#### WHAT TO PRODUCE
Among the entries below, only the lines starting at the one with "return Err(ValidationError::NegativeQuantity(quantity));" and ending at the one with "assert!(admin.is_none());", both included, are to be printed exactly.
***** RECORDS FOR THE EXERCISE *****
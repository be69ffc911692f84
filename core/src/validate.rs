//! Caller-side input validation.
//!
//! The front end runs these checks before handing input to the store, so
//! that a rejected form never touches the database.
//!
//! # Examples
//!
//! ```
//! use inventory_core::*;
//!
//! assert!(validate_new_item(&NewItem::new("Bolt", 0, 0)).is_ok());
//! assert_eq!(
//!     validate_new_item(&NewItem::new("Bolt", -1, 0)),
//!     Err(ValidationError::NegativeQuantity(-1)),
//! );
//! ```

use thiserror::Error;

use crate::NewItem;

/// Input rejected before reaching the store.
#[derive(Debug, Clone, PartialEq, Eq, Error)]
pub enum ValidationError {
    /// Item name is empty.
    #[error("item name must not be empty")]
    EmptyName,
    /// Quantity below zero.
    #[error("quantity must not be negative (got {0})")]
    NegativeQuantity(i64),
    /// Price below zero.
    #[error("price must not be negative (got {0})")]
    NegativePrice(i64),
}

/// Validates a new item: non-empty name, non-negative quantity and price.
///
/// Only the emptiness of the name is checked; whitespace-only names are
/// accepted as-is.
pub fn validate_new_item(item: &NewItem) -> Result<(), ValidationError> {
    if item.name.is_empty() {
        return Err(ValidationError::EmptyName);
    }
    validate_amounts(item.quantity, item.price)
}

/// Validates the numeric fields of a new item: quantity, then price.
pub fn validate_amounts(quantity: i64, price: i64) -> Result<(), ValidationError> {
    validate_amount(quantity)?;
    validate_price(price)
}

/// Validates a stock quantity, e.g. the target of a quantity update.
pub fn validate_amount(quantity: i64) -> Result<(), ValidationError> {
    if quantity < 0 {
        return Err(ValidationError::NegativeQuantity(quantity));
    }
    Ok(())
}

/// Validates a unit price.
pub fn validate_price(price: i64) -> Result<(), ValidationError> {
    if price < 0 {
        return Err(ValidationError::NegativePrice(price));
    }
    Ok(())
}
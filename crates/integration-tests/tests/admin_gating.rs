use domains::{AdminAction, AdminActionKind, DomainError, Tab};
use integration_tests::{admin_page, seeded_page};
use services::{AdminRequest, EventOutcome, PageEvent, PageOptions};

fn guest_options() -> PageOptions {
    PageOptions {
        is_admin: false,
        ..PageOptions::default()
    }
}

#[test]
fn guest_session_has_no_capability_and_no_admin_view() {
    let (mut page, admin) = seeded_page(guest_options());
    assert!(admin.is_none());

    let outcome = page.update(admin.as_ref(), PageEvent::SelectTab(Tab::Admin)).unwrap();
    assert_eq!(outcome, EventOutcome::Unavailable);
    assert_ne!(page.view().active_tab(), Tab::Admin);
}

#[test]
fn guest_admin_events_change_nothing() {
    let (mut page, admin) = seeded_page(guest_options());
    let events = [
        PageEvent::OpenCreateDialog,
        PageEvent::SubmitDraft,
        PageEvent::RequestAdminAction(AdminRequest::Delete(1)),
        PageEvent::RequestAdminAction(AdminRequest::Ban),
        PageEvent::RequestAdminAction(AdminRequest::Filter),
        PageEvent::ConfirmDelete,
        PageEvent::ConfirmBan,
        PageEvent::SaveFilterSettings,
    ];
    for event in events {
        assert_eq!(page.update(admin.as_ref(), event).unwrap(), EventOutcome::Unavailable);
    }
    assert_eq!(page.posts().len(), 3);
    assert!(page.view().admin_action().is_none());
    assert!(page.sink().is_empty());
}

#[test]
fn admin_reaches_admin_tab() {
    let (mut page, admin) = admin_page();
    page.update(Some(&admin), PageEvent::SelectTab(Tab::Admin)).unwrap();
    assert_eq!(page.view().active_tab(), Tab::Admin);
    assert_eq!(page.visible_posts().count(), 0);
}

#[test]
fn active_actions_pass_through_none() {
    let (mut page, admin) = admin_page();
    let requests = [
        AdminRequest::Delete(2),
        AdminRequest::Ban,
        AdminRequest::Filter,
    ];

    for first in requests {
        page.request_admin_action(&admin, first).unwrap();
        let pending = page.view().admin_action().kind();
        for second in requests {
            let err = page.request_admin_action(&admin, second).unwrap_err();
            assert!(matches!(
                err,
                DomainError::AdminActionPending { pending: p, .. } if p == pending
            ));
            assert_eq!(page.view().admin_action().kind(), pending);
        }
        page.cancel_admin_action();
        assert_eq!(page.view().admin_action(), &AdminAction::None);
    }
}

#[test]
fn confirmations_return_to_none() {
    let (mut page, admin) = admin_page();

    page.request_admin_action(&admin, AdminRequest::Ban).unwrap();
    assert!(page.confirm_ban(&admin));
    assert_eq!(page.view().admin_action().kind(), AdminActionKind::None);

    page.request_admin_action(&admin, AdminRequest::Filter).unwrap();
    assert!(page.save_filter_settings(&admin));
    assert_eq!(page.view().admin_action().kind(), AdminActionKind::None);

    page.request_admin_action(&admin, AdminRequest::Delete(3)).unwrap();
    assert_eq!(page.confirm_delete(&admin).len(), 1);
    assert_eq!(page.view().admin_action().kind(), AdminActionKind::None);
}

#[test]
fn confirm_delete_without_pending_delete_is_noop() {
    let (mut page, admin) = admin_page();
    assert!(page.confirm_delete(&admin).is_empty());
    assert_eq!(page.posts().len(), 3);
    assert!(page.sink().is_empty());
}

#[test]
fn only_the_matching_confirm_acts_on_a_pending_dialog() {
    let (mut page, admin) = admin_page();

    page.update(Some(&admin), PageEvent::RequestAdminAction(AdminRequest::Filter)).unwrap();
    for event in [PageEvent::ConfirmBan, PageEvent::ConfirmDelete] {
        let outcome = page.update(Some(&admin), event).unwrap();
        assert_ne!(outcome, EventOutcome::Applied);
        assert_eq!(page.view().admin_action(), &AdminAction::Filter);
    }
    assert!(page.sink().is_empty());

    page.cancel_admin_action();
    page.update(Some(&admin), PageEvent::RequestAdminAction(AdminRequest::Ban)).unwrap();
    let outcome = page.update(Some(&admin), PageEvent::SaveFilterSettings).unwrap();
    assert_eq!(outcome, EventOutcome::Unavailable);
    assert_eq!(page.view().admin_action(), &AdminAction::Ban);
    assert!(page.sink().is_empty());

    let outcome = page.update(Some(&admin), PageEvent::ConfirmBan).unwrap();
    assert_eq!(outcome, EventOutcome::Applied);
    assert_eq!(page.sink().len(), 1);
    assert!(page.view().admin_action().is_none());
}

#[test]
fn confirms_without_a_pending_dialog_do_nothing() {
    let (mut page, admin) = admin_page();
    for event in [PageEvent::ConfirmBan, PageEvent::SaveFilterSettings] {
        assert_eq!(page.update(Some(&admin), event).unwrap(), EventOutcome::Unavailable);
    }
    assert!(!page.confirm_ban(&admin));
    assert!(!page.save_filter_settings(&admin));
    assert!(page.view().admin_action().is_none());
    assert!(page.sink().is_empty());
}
*****
***** RECORDS FOR THE EXERCISE *****
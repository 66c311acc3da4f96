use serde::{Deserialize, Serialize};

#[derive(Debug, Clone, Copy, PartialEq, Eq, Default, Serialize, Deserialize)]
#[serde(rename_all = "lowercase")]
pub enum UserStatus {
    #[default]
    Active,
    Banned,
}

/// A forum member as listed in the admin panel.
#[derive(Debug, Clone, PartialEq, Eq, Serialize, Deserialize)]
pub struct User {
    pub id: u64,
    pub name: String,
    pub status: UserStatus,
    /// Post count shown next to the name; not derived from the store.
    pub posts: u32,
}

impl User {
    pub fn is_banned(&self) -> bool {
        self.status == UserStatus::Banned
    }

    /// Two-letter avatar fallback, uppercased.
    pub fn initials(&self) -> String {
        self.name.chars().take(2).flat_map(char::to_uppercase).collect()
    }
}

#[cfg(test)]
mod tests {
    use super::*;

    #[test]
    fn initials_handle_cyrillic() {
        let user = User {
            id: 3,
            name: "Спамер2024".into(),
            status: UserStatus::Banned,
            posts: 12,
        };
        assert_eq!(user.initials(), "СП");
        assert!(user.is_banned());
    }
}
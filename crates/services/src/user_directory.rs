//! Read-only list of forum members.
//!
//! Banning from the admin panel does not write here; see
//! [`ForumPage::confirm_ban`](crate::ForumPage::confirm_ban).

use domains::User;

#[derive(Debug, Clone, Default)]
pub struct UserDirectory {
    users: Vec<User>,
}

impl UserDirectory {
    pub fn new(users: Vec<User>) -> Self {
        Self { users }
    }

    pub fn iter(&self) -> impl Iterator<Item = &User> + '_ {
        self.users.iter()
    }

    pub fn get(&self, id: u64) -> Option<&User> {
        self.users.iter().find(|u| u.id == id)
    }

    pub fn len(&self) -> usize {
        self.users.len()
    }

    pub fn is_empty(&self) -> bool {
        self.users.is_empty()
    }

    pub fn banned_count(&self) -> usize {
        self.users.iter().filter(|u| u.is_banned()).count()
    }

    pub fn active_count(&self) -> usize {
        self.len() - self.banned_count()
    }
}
*****
#### EXERCISE OUTPUT
        return Err(ValidationError::NegativeQuantity(quantity));
    }
    Ok(())
}

/// Validates a unit price.
pub fn validate_price(price: i64) -> Result<(), ValidationError> {
    if price < 0 {
        return Err(ValidationError::NegativePrice(price));
    }
    Ok(())
}
filename crates/integration-tests/tests/admin_gating.rs
use domains::{AdminAction, AdminActionKind, DomainError, Tab};
use integration_tests::{admin_page, seeded_page};
use services::{AdminRequest, EventOutcome, PageEvent, PageOptions};

fn guest_options() -> PageOptions {
    PageOptions {
        is_admin: false,
        ..PageOptions::default()
    }
}

#[test]
fn guest_session_has_no_capability_and_no_admin_view() {
    let (mut page, admin) = seeded_page(guest_options());
    assert!(admin.is_none());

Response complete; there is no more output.